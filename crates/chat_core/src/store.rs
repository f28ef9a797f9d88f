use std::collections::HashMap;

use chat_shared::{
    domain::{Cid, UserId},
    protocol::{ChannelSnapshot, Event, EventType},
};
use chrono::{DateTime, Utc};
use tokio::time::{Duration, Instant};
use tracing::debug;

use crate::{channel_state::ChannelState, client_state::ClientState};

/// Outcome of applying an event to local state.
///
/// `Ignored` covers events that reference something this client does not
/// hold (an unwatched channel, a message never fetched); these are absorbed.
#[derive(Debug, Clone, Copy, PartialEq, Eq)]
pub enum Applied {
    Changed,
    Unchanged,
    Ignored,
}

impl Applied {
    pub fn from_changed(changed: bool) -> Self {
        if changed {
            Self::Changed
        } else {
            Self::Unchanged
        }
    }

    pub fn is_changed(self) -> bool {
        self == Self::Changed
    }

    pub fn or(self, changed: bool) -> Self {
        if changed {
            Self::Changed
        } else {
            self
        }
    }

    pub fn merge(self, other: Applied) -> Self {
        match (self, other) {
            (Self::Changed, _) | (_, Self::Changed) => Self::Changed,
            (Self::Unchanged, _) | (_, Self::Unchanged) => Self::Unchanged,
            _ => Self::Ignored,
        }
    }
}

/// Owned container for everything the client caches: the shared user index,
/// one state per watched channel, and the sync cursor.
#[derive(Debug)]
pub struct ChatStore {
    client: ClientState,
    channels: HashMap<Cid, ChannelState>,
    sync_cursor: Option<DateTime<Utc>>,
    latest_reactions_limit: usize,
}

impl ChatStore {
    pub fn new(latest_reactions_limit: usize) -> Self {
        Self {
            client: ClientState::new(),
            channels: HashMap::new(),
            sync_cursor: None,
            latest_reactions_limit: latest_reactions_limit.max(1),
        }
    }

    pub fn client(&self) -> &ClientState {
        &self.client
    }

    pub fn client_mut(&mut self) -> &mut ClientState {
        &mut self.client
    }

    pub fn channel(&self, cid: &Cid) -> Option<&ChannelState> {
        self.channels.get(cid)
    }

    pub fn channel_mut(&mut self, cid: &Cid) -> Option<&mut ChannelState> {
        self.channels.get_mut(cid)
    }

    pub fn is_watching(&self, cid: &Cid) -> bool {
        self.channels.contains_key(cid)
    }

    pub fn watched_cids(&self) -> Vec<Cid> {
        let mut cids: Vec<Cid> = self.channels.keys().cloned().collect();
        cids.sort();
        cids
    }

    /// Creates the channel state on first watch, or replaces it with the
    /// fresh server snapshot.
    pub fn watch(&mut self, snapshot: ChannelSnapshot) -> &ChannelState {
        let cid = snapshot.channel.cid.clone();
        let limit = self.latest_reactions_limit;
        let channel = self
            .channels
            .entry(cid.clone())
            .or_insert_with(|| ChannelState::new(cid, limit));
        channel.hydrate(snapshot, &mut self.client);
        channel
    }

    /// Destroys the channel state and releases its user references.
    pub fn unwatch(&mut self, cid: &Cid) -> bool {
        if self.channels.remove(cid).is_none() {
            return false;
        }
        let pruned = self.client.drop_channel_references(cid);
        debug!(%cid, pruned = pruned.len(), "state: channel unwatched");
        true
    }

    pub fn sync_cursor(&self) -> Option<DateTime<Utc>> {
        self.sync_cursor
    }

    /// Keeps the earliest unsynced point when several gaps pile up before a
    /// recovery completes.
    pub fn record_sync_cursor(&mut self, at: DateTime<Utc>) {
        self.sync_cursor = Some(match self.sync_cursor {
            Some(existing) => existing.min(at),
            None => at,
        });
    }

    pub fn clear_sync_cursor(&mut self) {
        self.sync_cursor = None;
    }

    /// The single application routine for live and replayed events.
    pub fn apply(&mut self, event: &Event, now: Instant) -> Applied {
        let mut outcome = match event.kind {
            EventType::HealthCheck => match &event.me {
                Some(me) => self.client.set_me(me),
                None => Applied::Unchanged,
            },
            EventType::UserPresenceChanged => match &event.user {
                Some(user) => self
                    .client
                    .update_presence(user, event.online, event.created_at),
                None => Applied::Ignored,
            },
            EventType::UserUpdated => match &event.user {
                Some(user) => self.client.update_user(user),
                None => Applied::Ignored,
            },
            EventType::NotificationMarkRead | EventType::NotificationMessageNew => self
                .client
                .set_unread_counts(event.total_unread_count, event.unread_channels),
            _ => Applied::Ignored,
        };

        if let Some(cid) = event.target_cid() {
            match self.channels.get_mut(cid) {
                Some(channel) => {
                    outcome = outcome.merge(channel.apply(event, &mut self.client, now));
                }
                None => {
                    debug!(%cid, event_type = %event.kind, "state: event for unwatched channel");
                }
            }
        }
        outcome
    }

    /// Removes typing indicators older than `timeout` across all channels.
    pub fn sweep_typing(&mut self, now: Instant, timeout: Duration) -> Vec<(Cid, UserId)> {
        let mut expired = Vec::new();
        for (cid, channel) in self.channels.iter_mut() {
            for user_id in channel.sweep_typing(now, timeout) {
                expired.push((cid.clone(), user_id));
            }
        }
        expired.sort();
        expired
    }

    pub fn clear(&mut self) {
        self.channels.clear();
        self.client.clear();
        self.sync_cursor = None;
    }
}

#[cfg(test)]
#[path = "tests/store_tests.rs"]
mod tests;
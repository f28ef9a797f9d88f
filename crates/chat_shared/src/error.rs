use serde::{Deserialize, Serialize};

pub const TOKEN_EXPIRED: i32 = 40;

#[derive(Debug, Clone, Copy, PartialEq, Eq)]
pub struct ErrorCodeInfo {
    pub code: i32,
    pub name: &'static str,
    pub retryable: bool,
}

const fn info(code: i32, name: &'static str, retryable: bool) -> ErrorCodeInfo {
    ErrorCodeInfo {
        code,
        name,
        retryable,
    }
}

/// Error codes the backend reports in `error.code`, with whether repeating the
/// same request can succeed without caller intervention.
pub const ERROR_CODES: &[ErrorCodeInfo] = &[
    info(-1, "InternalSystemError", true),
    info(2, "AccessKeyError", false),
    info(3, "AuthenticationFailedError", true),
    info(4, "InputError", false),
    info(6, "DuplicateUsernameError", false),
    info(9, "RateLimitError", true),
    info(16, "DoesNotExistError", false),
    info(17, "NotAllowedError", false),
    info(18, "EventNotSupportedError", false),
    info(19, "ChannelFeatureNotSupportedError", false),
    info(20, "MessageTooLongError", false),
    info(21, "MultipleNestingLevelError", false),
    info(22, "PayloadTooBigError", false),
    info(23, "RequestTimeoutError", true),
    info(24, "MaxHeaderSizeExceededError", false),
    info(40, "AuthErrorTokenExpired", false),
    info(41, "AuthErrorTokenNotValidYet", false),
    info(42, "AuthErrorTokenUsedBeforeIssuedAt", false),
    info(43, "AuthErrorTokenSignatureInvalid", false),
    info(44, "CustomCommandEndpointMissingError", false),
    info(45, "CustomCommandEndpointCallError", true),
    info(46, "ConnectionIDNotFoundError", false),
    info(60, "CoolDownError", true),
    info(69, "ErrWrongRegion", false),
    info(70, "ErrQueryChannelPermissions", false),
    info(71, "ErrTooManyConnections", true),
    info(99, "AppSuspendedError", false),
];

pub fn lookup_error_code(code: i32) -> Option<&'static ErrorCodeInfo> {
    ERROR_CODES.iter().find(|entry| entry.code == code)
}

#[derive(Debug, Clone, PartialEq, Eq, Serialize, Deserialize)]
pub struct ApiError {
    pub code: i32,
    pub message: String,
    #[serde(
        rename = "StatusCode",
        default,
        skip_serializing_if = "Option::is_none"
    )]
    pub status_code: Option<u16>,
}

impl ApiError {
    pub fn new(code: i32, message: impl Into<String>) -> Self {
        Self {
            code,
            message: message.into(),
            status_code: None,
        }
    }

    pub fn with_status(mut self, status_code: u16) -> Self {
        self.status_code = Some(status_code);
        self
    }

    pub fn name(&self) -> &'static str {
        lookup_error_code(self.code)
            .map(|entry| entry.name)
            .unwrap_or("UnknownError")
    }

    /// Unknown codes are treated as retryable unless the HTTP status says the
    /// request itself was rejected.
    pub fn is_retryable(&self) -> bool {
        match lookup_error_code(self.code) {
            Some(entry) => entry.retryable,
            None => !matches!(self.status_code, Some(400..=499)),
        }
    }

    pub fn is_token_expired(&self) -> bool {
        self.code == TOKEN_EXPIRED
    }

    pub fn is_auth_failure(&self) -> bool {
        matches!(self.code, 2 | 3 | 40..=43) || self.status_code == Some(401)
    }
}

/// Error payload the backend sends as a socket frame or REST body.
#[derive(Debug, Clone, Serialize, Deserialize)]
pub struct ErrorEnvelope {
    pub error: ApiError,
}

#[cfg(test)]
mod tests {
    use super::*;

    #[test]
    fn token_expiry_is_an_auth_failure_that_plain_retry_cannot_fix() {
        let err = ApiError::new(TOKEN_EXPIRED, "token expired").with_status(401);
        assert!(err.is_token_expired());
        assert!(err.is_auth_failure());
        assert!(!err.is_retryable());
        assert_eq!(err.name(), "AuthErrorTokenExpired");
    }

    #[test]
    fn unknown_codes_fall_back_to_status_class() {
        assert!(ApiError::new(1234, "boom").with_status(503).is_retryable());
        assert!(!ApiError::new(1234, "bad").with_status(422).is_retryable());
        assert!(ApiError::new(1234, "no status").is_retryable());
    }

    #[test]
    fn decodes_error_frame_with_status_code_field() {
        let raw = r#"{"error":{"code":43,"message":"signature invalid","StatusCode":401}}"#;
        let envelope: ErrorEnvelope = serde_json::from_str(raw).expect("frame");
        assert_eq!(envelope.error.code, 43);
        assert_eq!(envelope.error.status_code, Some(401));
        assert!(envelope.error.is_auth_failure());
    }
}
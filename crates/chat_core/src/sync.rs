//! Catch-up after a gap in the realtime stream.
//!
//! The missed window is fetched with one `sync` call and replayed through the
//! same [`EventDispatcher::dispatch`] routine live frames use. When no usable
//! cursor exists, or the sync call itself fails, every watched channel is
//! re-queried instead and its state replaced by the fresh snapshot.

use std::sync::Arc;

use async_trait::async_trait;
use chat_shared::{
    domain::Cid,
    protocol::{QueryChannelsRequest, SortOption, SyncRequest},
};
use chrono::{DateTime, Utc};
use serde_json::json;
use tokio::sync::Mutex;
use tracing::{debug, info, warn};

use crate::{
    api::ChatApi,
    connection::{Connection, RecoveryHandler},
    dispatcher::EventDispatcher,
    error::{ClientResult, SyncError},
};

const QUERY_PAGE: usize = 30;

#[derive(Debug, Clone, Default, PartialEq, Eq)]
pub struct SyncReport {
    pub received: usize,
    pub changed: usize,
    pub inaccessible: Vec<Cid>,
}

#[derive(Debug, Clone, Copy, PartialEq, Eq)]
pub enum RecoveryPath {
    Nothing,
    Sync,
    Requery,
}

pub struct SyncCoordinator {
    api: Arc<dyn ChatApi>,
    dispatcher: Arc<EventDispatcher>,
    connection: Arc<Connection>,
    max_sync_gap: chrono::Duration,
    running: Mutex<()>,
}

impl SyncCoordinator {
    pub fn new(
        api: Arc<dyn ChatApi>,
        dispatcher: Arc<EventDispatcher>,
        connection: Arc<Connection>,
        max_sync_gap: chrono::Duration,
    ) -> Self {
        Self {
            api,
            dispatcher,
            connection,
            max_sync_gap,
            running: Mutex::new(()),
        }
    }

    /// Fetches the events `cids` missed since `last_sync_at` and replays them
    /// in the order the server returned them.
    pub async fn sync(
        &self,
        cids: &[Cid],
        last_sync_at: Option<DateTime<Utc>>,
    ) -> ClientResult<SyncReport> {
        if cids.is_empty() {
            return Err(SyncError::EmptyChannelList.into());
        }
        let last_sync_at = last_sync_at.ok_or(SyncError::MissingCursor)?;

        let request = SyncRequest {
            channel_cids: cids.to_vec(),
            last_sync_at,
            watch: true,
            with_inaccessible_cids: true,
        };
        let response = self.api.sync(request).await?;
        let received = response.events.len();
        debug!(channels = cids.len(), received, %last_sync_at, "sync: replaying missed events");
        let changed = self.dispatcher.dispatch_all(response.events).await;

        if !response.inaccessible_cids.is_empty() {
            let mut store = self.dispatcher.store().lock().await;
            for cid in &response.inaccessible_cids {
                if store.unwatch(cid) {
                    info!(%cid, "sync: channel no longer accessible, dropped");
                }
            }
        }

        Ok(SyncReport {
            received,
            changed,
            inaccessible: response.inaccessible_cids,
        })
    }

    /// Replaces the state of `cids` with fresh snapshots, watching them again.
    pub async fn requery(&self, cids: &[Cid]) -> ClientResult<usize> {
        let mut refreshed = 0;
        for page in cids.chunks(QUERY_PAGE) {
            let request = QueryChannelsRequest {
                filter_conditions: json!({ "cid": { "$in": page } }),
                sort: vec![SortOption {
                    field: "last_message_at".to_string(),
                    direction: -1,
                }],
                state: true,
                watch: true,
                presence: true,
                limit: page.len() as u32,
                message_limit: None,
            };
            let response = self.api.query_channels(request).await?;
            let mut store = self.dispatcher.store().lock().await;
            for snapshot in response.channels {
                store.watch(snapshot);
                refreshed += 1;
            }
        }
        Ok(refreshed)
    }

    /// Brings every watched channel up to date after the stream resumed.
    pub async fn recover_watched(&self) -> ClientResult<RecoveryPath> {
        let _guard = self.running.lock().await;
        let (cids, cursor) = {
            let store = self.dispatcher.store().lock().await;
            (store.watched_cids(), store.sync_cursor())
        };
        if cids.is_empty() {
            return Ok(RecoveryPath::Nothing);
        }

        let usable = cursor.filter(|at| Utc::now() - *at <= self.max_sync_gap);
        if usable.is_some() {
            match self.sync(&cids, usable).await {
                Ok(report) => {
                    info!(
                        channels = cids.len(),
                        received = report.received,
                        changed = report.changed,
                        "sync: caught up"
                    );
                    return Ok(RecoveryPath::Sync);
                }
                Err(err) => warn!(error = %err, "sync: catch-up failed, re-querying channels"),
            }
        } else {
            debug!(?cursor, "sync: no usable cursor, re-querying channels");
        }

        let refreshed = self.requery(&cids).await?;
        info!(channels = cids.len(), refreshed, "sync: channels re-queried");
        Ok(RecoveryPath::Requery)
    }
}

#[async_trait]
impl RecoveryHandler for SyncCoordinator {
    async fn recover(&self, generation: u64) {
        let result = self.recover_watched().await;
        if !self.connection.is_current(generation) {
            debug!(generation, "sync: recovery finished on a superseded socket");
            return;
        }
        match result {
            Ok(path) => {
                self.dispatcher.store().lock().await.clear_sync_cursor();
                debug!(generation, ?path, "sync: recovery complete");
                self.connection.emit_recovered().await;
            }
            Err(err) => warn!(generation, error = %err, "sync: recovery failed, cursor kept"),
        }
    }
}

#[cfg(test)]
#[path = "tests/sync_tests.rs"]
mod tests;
○ ○ ○ ○
§ **Exercise prompt**
Look over the listing above and copy each line that contains "tokio".

§ **Your solution**
use tokio::time::{Duration, Instant};
use tokio::sync::Mutex;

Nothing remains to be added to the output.